* _Records to process_
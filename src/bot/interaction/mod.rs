//! Button, select menu and modal handling.
//!
//! Every incoming component or modal submission is parsed into an `InteractionId` and
//! routed to the handler for its feature:
//! - `promote` - Promotion panel, member status actions and their modals
//! - `application` - Reviewing admin applications
//! - `responsibility` - Responsibility panel, applications, suggestions and their review
//!
//! Handlers return a `Response`; errors are answered with an ephemeral message built from
//! `AppError::user_message`.

pub mod application;
pub mod id;
pub mod promote;
pub mod responsibility;

use serenity::all::{
    ActionRow, ActionRowComponent, ComponentInteraction, Context, CreateInteractionResponse,
    CreateInteractionResponseMessage, CreateModal, Interaction, Member, ModalInteraction,
};
use serenity::http::Http;
use std::collections::HashMap;
use std::sync::Arc;

use crate::{
    bot::permission::Access,
    error::{command::CommandError, AppError},
    model::duration::PromotionDuration,
    state::AppState,
    util::parse::parse_mention_id,
};

use self::id::InteractionId;

/// How to answer an interaction.
pub enum Response {
    /// Reply only the clicking user can see.
    Reply(CreateInteractionResponseMessage),
    /// Replace the message the component is attached to.
    Update(CreateInteractionResponseMessage),
    Modal(CreateModal),
}

impl Response {
    pub fn text(content: impl Into<String>) -> Self {
        Self::Reply(CreateInteractionResponseMessage::new().content(content))
    }

    fn into_builder(self) -> CreateInteractionResponse {
        match self {
            Self::Reply(message) => CreateInteractionResponse::Message(message.ephemeral(true)),
            Self::Update(message) => CreateInteractionResponse::UpdateMessage(message),
            Self::Modal(modal) => CreateInteractionResponse::Modal(modal),
        }
    }
}

/// The user behind an interaction and where it happened.
pub struct Actor<'a> {
    pub state: &'a AppState,
    pub http: &'a Arc<Http>,
    pub guild_id: u64,
    pub channel_id: u64,
    pub user_id: u64,
    pub role_ids: Vec<u64>,
}

impl<'a> Actor<'a> {
    fn new(
        state: &'a AppState,
        http: &'a Arc<Http>,
        guild_id: u64,
        channel_id: u64,
        user_id: u64,
        member: Option<&Member>,
    ) -> Self {
        Self {
            state,
            http,
            guild_id,
            channel_id,
            user_id,
            role_ids: member
                .map(|m| m.roles.iter().map(|r| r.get()).collect())
                .unwrap_or_default(),
        }
    }

    /// Fails with `Forbidden` unless the user has at least `required` access.
    pub async fn require(&self, required: Access) -> Result<(), AppError> {
        if required == Access::Member {
            return Ok(());
        }

        let roster = AppState::gateway(self.http)
            .guild_roster(self.guild_id)
            .await?;
        Access::resolve(&self.state.config, &roster, self.user_id, &self.role_ids)
            .require(required)?;

        Ok(())
    }
}

/// Text inputs of a submitted modal, keyed by field id.
pub struct ModalFields(HashMap<String, String>);

impl ModalFields {
    pub fn from_rows(rows: &[ActionRow]) -> Self {
        let fields = rows
            .iter()
            .flat_map(|row| row.components.iter())
            .filter_map(|component| match component {
                ActionRowComponent::InputText(input) => Some((
                    input.custom_id.clone(),
                    input.value.clone().unwrap_or_default(),
                )),
                _ => None,
            })
            .collect();

        Self(fields)
    }

    /// Trimmed value of a field; empty if the field was left blank or is missing.
    pub fn text(&self, field: &str) -> String {
        self.0
            .get(field)
            .map(|v| v.trim().to_string())
            .unwrap_or_default()
    }

    /// A user or role given as a mention or raw id.
    pub fn id(&self, field: &'static str) -> Result<u64, CommandError> {
        let value = self.text(field);
        parse_mention_id(&value).ok_or(CommandError::InvalidArgument(field, value))
    }

    pub fn duration(&self, field: &'static str) -> Result<PromotionDuration, CommandError> {
        let value = self.text(field);
        PromotionDuration::parse(&value).map_err(|_| CommandError::InvalidArgument(field, value))
    }
}

pub async fn handle_interaction(state: &AppState, ctx: Context, interaction: Interaction) {
    match interaction {
        Interaction::Component(component) => handle_component(state, &ctx, component).await,
        Interaction::Modal(modal) => handle_modal(state, &ctx, modal).await,
        _ => {}
    }
}

async fn handle_component(state: &AppState, ctx: &Context, interaction: ComponentInteraction) {
    let Some(id) = InteractionId::parse(&interaction.data.custom_id) else {
        tracing::debug!("Ignoring unknown component {}", interaction.data.custom_id);
        return;
    };
    let Some(guild_id) = interaction.guild_id else {
        return;
    };

    let actor = Actor::new(
        state,
        &ctx.http,
        guild_id.get(),
        interaction.channel_id.get(),
        interaction.user.id.get(),
        interaction.member.as_ref(),
    );

    let result = match &id {
        InteractionId::AdminApprove(_)
        | InteractionId::AdminApproveRole(_)
        | InteractionId::AdminReject(_) => {
            application::handle_component(&actor, id.clone(), &interaction).await
        }
        InteractionId::RespSelect
        | InteractionId::RespApply(_)
        | InteractionId::RespSuggest
        | InteractionId::RespRequestApprove(_)
        | InteractionId::RespRequestReject(_) => {
            responsibility::handle_component(&actor, id.clone(), &interaction).await
        }
        _ => promote::handle_component(&actor, id.clone()).await,
    };

    let response = match result {
        Ok(Some(response)) => response,
        Ok(None) => {
            tracing::debug!("Component {} arrived where a modal was expected", id);
            return;
        }
        Err(e) => Response::text(e.user_message()),
    };

    if let Err(e) = interaction
        .create_response(&ctx.http, response.into_builder())
        .await
    {
        tracing::warn!("Failed to answer component {}: {}", id, e);
    }
}

async fn handle_modal(state: &AppState, ctx: &Context, interaction: ModalInteraction) {
    let Some(id) = InteractionId::parse(&interaction.data.custom_id) else {
        tracing::debug!("Ignoring unknown modal {}", interaction.data.custom_id);
        return;
    };
    let Some(guild_id) = interaction.guild_id else {
        return;
    };

    let actor = Actor::new(
        state,
        &ctx.http,
        guild_id.get(),
        interaction.channel_id.get(),
        interaction.user.id.get(),
        interaction.member.as_ref(),
    );
    let fields = ModalFields::from_rows(&interaction.data.components);

    let result = match &id {
        InteractionId::AdminRejectModal(_) => {
            application::handle_modal(&actor, id.clone(), &fields).await
        }
        InteractionId::RespApplyModal(_) | InteractionId::RespSuggestModal => {
            responsibility::handle_modal(&actor, id.clone(), &fields).await
        }
        _ => promote::handle_modal(&actor, id.clone(), &fields).await,
    };

    let response = match result {
        Ok(Some(response)) => response,
        Ok(None) => {
            tracing::debug!("Modal submission with non-modal id {}", id);
            return;
        }
        Err(e) => Response::text(e.user_message()),
    };

    if let Err(e) = interaction
        .create_response(&ctx.http, response.into_builder())
        .await
    {
        tracing::warn!("Failed to answer modal {}: {}", id, e);
    }
}
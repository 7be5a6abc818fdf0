use crate::{
    data::promotion_grant::PromotionGrantRepository,
    model::{duration::PromotionDuration, promotion::NewPromotionGrant, stats::UserStats},
};
use chrono::{TimeDelta, Utc};
use sea_orm::{DbErr, EntityTrait, PaginatorTrait};
use test_utils::{builder::TestBuilder, factory};

mod create;
mod delete;
mod get_by_guild;
mod get_expired;
mod update_duration;
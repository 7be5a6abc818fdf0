use thiserror::Error;

/// Internal issues with the codebase indicating unexpected behavior & possible bugs
#[derive(Error, Debug)]
pub enum InternalError {
    /// The guild the bot was asked to act in is not available through the API.
    #[error("Guild {0} is not available to the bot")]
    GuildUnavailable(u64),
}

* _What you are asked to do_
All records are to be written out exactly.

* _Your solution_
filename src/bot/interaction/mod.rs
//! Button, select menu and modal handling.
//!
//! Every incoming component or modal submission is parsed into an `InteractionId` and
//! routed to the handler for its feature:
//! - `promote` - Promotion panel, member status actions and their modals
//! - `application` - Reviewing admin applications
//! - `responsibility` - Responsibility panel, applications, suggestions and their review
//!
//! Handlers return a `Response`; errors are answered with an ephemeral message built from
//! `AppError::user_message`.

pub mod application;
pub mod id;
pub mod promote;
pub mod responsibility;

use serenity::all::{
    ActionRow, ActionRowComponent, ComponentInteraction, Context, CreateInteractionResponse,
    CreateInteractionResponseMessage, CreateModal, Interaction, Member, ModalInteraction,
};
use serenity::http::Http;
use std::collections::HashMap;
use std::sync::Arc;

use crate::{
    bot::permission::Access,
    error::{command::CommandError, AppError},
    model::duration::PromotionDuration,
    state::AppState,
    util::parse::parse_mention_id,
};

use self::id::InteractionId;

/// How to answer an interaction.
pub enum Response {
    /// Reply only the clicking user can see.
    Reply(CreateInteractionResponseMessage),
    /// Replace the message the component is attached to.
    Update(CreateInteractionResponseMessage),
    Modal(CreateModal),
}

impl Response {
    pub fn text(content: impl Into<String>) -> Self {
        Self::Reply(CreateInteractionResponseMessage::new().content(content))
    }

    fn into_builder(self) -> CreateInteractionResponse {
        match self {
            Self::Reply(message) => CreateInteractionResponse::Message(message.ephemeral(true)),
            Self::Update(message) => CreateInteractionResponse::UpdateMessage(message),
            Self::Modal(modal) => CreateInteractionResponse::Modal(modal),
        }
    }
}

/// The user behind an interaction and where it happened.
pub struct Actor<'a> {
    pub state: &'a AppState,
    pub http: &'a Arc<Http>,
    pub guild_id: u64,
    pub channel_id: u64,
    pub user_id: u64,
    pub role_ids: Vec<u64>,
}

impl<'a> Actor<'a> {
    fn new(
        state: &'a AppState,
        http: &'a Arc<Http>,
        guild_id: u64,
        channel_id: u64,
        user_id: u64,
        member: Option<&Member>,
    ) -> Self {
        Self {
            state,
            http,
            guild_id,
            channel_id,
            user_id,
            role_ids: member
                .map(|m| m.roles.iter().map(|r| r.get()).collect())
                .unwrap_or_default(),
        }
    }

    /// Fails with `Forbidden` unless the user has at least `required` access.
    pub async fn require(&self, required: Access) -> Result<(), AppError> {
        if required == Access::Member {
            return Ok(());
        }

        let roster = AppState::gateway(self.http)
            .guild_roster(self.guild_id)
            .await?;
        Access::resolve(&self.state.config, &roster, self.user_id, &self.role_ids)
            .require(required)?;

        Ok(())
    }
}

/// Text inputs of a submitted modal, keyed by field id.
pub struct ModalFields(HashMap<String, String>);

impl ModalFields {
    pub fn from_rows(rows: &[ActionRow]) -> Self {
        let fields = rows
            .iter()
            .flat_map(|row| row.components.iter())
            .filter_map(|component| match component {
                ActionRowComponent::InputText(input) => Some((
                    input.custom_id.clone(),
                    input.value.clone().unwrap_or_default(),
                )),
                _ => None,
            })
            .collect();

        Self(fields)
    }

    /// Trimmed value of a field; empty if the field was left blank or is missing.
    pub fn text(&self, field: &str) -> String {
        self.0
            .get(field)
            .map(|v| v.trim().to_string())
            .unwrap_or_default()
    }

    /// A user or role given as a mention or raw id.
    pub fn id(&self, field: &'static str) -> Result<u64, CommandError> {
        let value = self.text(field);
        parse_mention_id(&value).ok_or(CommandError::InvalidArgument(field, value))
    }

    pub fn duration(&self, field: &'static str) -> Result<PromotionDuration, CommandError> {
        let value = self.text(field);
        PromotionDuration::parse(&value).map_err(|_| CommandError::InvalidArgument(field, value))
    }
}

pub async fn handle_interaction(state: &AppState, ctx: Context, interaction: Interaction) {
    match interaction {
        Interaction::Component(component) => handle_component(state, &ctx, component).await,
        Interaction::Modal(modal) => handle_modal(state, &ctx, modal).await,
        _ => {}
    }
}

async fn handle_component(state: &AppState, ctx: &Context, interaction: ComponentInteraction) {
    let Some(id) = InteractionId::parse(&interaction.data.custom_id) else {
        tracing::debug!("Ignoring unknown component {}", interaction.data.custom_id);
        return;
    };
    let Some(guild_id) = interaction.guild_id else {
        return;
    };

    let actor = Actor::new(
        state,
        &ctx.http,
        guild_id.get(),
        interaction.channel_id.get(),
        interaction.user.id.get(),
        interaction.member.as_ref(),
    );

    let result = match &id {
        InteractionId::AdminApprove(_)
        | InteractionId::AdminApproveRole(_)
        | InteractionId::AdminReject(_) => {
            application::handle_component(&actor, id.clone(), &interaction).await
        }
        InteractionId::RespSelect
        | InteractionId::RespApply(_)
        | InteractionId::RespSuggest
        | InteractionId::RespRequestApprove(_)
        | InteractionId::RespRequestReject(_) => {
            responsibility::handle_component(&actor, id.clone(), &interaction).await
        }
        _ => promote::handle_component(&actor, id.clone()).await,
    };

    let response = match result {
        Ok(Some(response)) => response,
        Ok(None) => {
            tracing::debug!("Component {} arrived where a modal was expected", id);
            return;
        }
        Err(e) => Response::text(e.user_message()),
    };

    if let Err(e) = interaction
        .create_response(&ctx.http, response.into_builder())
        .await
    {
        tracing::warn!("Failed to answer component {}: {}", id, e);
    }
}

async fn handle_modal(state: &AppState, ctx: &Context, interaction: ModalInteraction) {
    let Some(id) = InteractionId::parse(&interaction.data.custom_id) else {
        tracing::debug!("Ignoring unknown modal {}", interaction.data.custom_id);
        return;
    };
    let Some(guild_id) = interaction.guild_id else {
        return;
    };

    let actor = Actor::new(
        state,
        &ctx.http,
        guild_id.get(),
        interaction.channel_id.get(),
        interaction.user.id.get(),
        interaction.member.as_ref(),
    );
    let fields = ModalFields::from_rows(&interaction.data.components);

    let result = match &id {
        InteractionId::AdminRejectModal(_) => {
            application::handle_modal(&actor, id.clone(), &fields).await
        }
        InteractionId::RespApplyModal(_) | InteractionId::RespSuggestModal => {
            responsibility::handle_modal(&actor, id.clone(), &fields).await
        }
        _ => promote::handle_modal(&actor, id.clone(), &fields).await,
    };

    let response = match result {
        Ok(Some(response)) => response,
        Ok(None) => {
            tracing::debug!("Modal submission with non-modal id {}", id);
            return;
        }
        Err(e) => Response::text(e.user_message()),
    };

    if let Err(e) = interaction
        .create_response(&ctx.http, response.into_builder())
        .await
    {
        tracing::warn!("Failed to answer modal {}: {}", id, e);
    }
}
repository 7be5a6abc818fdf0
use crate::{
    data::promotion_grant::PromotionGrantRepository,
    model::{duration::PromotionDuration, promotion::NewPromotionGrant, stats::UserStats},
};
use chrono::{TimeDelta, Utc};
use sea_orm::{DbErr, EntityTrait, PaginatorTrait};
use test_utils::{builder::TestBuilder, factory};

mod create;
mod delete;
mod get_by_guild;
mod get_expired;
mod update_duration;
repository 7be5a6abc818fdf0
use thiserror::Error;

/// Internal issues with the codebase indicating unexpected behavior & possible bugs
#[derive(Error, Debug)]
pub enum InternalError {
    /// The guild the bot was asked to act in is not available through the API.
    #[error("Guild {0} is not available to the bot")]
    GuildUnavailable(u64),
}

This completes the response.